On the pre-accessible sites, SMARCA4 depletion decreased accessibility independently of DHT, whereas at the de novo sites, the decrease was significant only with DHT. The latter result suggests that the SMARCA4 recruited by the AR increases chromatin accessibility, potentially assisting recruitment of other factors to these sites. This notion was supported by motif analyses (Fig. 3d, Supplementary Table 2). As the binding of especially FOXA1 is androgen-induced at siSMARCA4-affected sites (Fig. 3e), the AR-induced recruitment of SMARCA4 could contribute to the androgen-induced binding of FOXA1 [30]. These results indicate that the SMARCA4 has both AR-dependent and -independent roles in the regulation of chromatin landscape in CRPC cells.
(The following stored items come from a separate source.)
use axum::{
    extract::{Path, State},
    http::StatusCode,
    response::IntoResponse,
    routing::{get, post},
    Json, Router,
};
use axum_helpers::ValidatedJson;
use std::sync::Arc;
use utoipa::OpenApi;

use crate::error::{SupplierError, SupplierResult};
use crate::models::{CreateSupplier, Supplier, SupplierDto};
use crate::registry_models::{AddressRecord, CompanyRecord};
use crate::repository::SupplierRepository;
use crate::service::SupplierService;

pub const TAG: &str = "Fornecedor";

/// OpenAPI documentation for the Supplier API
#[derive(OpenApi)]
#[openapi(
    paths(
        list_suppliers,
        lookup_company,
        lookup_address,
        get_supplier_dto,
        get_supplier,
        create_supplier,
        create_supplier_dto,
        update_supplier,
        delete_supplier,
        delete_supplier_by_id,
    ),
    components(schemas(Supplier, SupplierDto, CreateSupplier, CompanyRecord, AddressRecord)),
    tags(
        (name = TAG, description = "Supplier management and registry lookup endpoints")
    )
)]
pub struct ApiDoc;

/// Create the supplier router with all HTTP endpoints
pub fn router<R: SupplierRepository + 'static>(service: SupplierService<R>) -> Router {
    let shared_service = Arc::new(service);

    Router::new()
        .route(
            "/",
            get(list_suppliers)
                .post(create_supplier)
                .put(update_supplier)
                .delete(delete_supplier),
        )
        .route("/cnpj/{cnpj}", get(lookup_company))
        .route("/cep/{cep}", get(lookup_address))
        .route("/dto", post(create_supplier_dto))
        .route("/dto/{id}", get(get_supplier_dto))
        .route("/{id}", get(get_supplier).delete(delete_supplier_by_id))
        .with_state(shared_service)
}

/// List all suppliers.
///
/// By convention an empty table is reported as 404, not as an empty list.
#[utoipa::path(
    get,
    path = "",
    tag = TAG,
    responses(
        (status = 200, description = "List of suppliers", body = Vec<Supplier>),
        (status = 404, description = "No suppliers stored")
    )
)]
async fn list_suppliers<R: SupplierRepository>(
    State(service): State<Arc<SupplierService<R>>>,
) -> SupplierResult<Json<Vec<Supplier>>> {
    let suppliers = service.list_suppliers().await?;

    if suppliers.is_empty() {
        return Err(SupplierError::NoneFound);
    }
    Ok(Json(suppliers))
}

/// Look up company data in the taxpayer registry by CNPJ
#[utoipa::path(
    get,
    path = "/cnpj/{cnpj}",
    tag = TAG,
    params(
        ("cnpj" = String, Path, description = "Tax identifier to consult")
    ),
    responses(
        (status = 200, description = "Company record found", body = CompanyRecord),
        (status = 404, description = "No data for the given CNPJ")
    )
)]
async fn lookup_company<R: SupplierRepository>(
    State(service): State<Arc<SupplierService<R>>>,
    Path(cnpj): Path<String>,
) -> SupplierResult<Json<CompanyRecord>> {
    let record = service.lookup_company(&cnpj).await?;
    Ok(Json(record))
}

/// Look up address data in the postal registry by CEP
#[utoipa::path(
    get,
    path = "/cep/{cep}",
    tag = TAG,
    params(
        ("cep" = String, Path, description = "Postal code to consult")
    ),
    responses(
        (status = 200, description = "Address record found", body = AddressRecord),
        (status = 404, description = "No data for the given CEP")
    )
)]
async fn lookup_address<R: SupplierRepository>(
    State(service): State<Arc<SupplierService<R>>>,
    Path(cep): Path<String>,
) -> SupplierResult<Json<AddressRecord>> {
    let record = service.lookup_address(&cep).await?;
    Ok(Json(record))
}

/// Get a supplier by id, projected to its DTO shape
#[utoipa::path(
    get,
    path = "/dto/{id}",
    tag = TAG,
    params(
        ("id" = i32, Path, description = "Supplier id")
    ),
    responses(
        (status = 200, description = "Supplier found", body = SupplierDto),
        (status = 404, description = "No supplier with the given id")
    )
)]
async fn get_supplier_dto<R: SupplierRepository>(
    State(service): State<Arc<SupplierService<R>>>,
    Path(id): Path<i32>,
) -> SupplierResult<Json<SupplierDto>> {
    let dto = service.get_supplier_dto(id).await?;
    Ok(Json(dto))
}

/// Get a supplier by id
#[utoipa::path(
    get,
    path = "/{id}",
    tag = TAG,
    params(
        ("id" = i32, Path, description = "Supplier id")
    ),
    responses(
        (status = 200, description = "Supplier found", body = Supplier),
        (status = 404, description = "No supplier with the given id")
    )
)]
async fn get_supplier<R: SupplierRepository>(
    State(service): State<Arc<SupplierService<R>>>,
    Path(id): Path<i32>,
) -> SupplierResult<Json<Supplier>> {
    let supplier = service.get_supplier(id).await?;
    Ok(Json(supplier))
}

/// Create a new supplier
#[utoipa::path(
    post,
    path = "",
    tag = TAG,
    request_body = CreateSupplier,
    responses(
        (status = 201, description = "Supplier created successfully", body = Supplier),
        (status = 400, description = "Invalid payload"),
        (status = 409, description = "Duplicate cnpj")
    )
)]
async fn create_supplier<R: SupplierRepository>(
    State(service): State<Arc<SupplierService<R>>>,
    ValidatedJson(input): ValidatedJson<CreateSupplier>,
) -> SupplierResult<impl IntoResponse> {
    let supplier = service.create_supplier(input).await?;
    Ok((StatusCode::CREATED, Json(supplier)))
}

/// Create a new supplier from its DTO shape
#[utoipa::path(
    post,
    path = "/dto",
    tag = TAG,
    request_body = SupplierDto,
    responses(
        (status = 201, description = "Supplier created successfully", body = SupplierDto)
    )
)]
async fn create_supplier_dto<R: SupplierRepository>(
    State(service): State<Arc<SupplierService<R>>>,
    Json(dto): Json<SupplierDto>,
) -> SupplierResult<impl IntoResponse> {
    let created = service.create_supplier_dto(dto).await?;
    Ok((StatusCode::CREATED, Json(created)))
}

/// Update a supplier
#[utoipa::path(
    put,
    path = "",
    tag = TAG,
    request_body = Supplier,
    responses(
        (status = 200, description = "Supplier updated successfully", body = Supplier),
        (status = 404, description = "No supplier with the embedded id")
    )
)]
async fn update_supplier<R: SupplierRepository>(
    State(service): State<Arc<SupplierService<R>>>,
    Json(input): Json<Supplier>,
) -> SupplierResult<Json<Supplier>> {
    let supplier = service.update_supplier(input).await?;
    Ok(Json(supplier))
}

/// Delete a supplier, resolved by the id embedded in the submitted entity
#[utoipa::path(
    delete,
    path = "",
    tag = TAG,
    request_body = Supplier,
    responses(
        (status = 200, description = "Supplier deleted", body = String),
        (status = 404, description = "No supplier with the embedded id", body = String)
    )
)]
async fn delete_supplier<R: SupplierRepository>(
    State(service): State<Arc<SupplierService<R>>>,
    Json(input): Json<Supplier>,
) -> SupplierResult<(StatusCode, String)> {
    delete_supplier_response(&service, input.id).await
}

/// Delete a supplier by id
#[utoipa::path(
    delete,
    path = "/{id}",
    tag = TAG,
    params(
        ("id" = i32, Path, description = "Supplier id")
    ),
    responses(
        (status = 200, description = "Supplier deleted", body = String),
        (status = 404, description = "No supplier with the given id", body = String)
    )
)]
async fn delete_supplier_by_id<R: SupplierRepository>(
    State(service): State<Arc<SupplierService<R>>>,
    Path(id): Path<i32>,
) -> SupplierResult<(StatusCode, String)> {
    delete_supplier_response(&service, id).await
}

async fn delete_supplier_response<R: SupplierRepository>(
    service: &SupplierService<R>,
    id: i32,
) -> SupplierResult<(StatusCode, String)> {
    match service.delete_supplier(id).await {
        Ok(()) => Ok((
            StatusCode::OK,
            format!("O Fornecedor de id = {} foi excluído com sucesso.", id),
        )),
        Err(SupplierError::NotFound(_)) => Ok((
            StatusCode::NOT_FOUND,
            format!(
                "Não foi possível excluir. O Fornecedor de id = {} não foi encontrado.",
                id
            ),
        )),
        Err(e) => Err(e),
    }
}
SMARCA4 modulates the expression of AR target genes involved in extracellular matrix organization and cell adhesion
We next studied the genome-wide effects of SMARCA4 depletion on gene expression in VCaP cells with and without DHT using RNA-seq. Principal component analysis (PCA) showed only small differences upon SMARCA4 depletion, but the effect of DHT remained (Supplementary Fig. S7a). SMARCA4 depletion altered the expression of 1646 genes. As analyzed by Metascape [31], genes that enriched in ribosome biogenesis and translation were the top pathways downregulated by siSMARCA4 with vehicle and DHT, respectively. Mitophagy was in turn the top pathway upregulated by siSMARCA4 with vehicle, whereas the genes upregulated by siSMARCA4 with DHT did not significantly enrich in Metascape analysis (Supplementary Fig. S7b, c). We next focused on androgen-regulated transcriptome; SMARCA4 depletion brought 1117 new genes under androgen regulation, while 480 genes lost their androgen regulation. The majority (~70%) of genes in the latter group were androgen (A) downregulated genes, whereas within the former group, the amount of both upregulated and downregulated genes increased approximately equally (Fig. 4a, Supplementary Fig. S7d). siSMARCA4 resulted in 931 differentially expressed genes (DEGs) compared to siCTRL with DHT, of which 363 genes were significantly androgen-regulated (Fig. 4b, c, Supplementary Fig. S7e). Notably, the expression of 68% of the DEGs that are not regulated by androgen decreased upon SMARCA4 depletion (Supplementary Fig. S7e), clearly indicating that the regulatory role of SMARCA4 in CRPC cells is not restricted to androgen-regulated genes.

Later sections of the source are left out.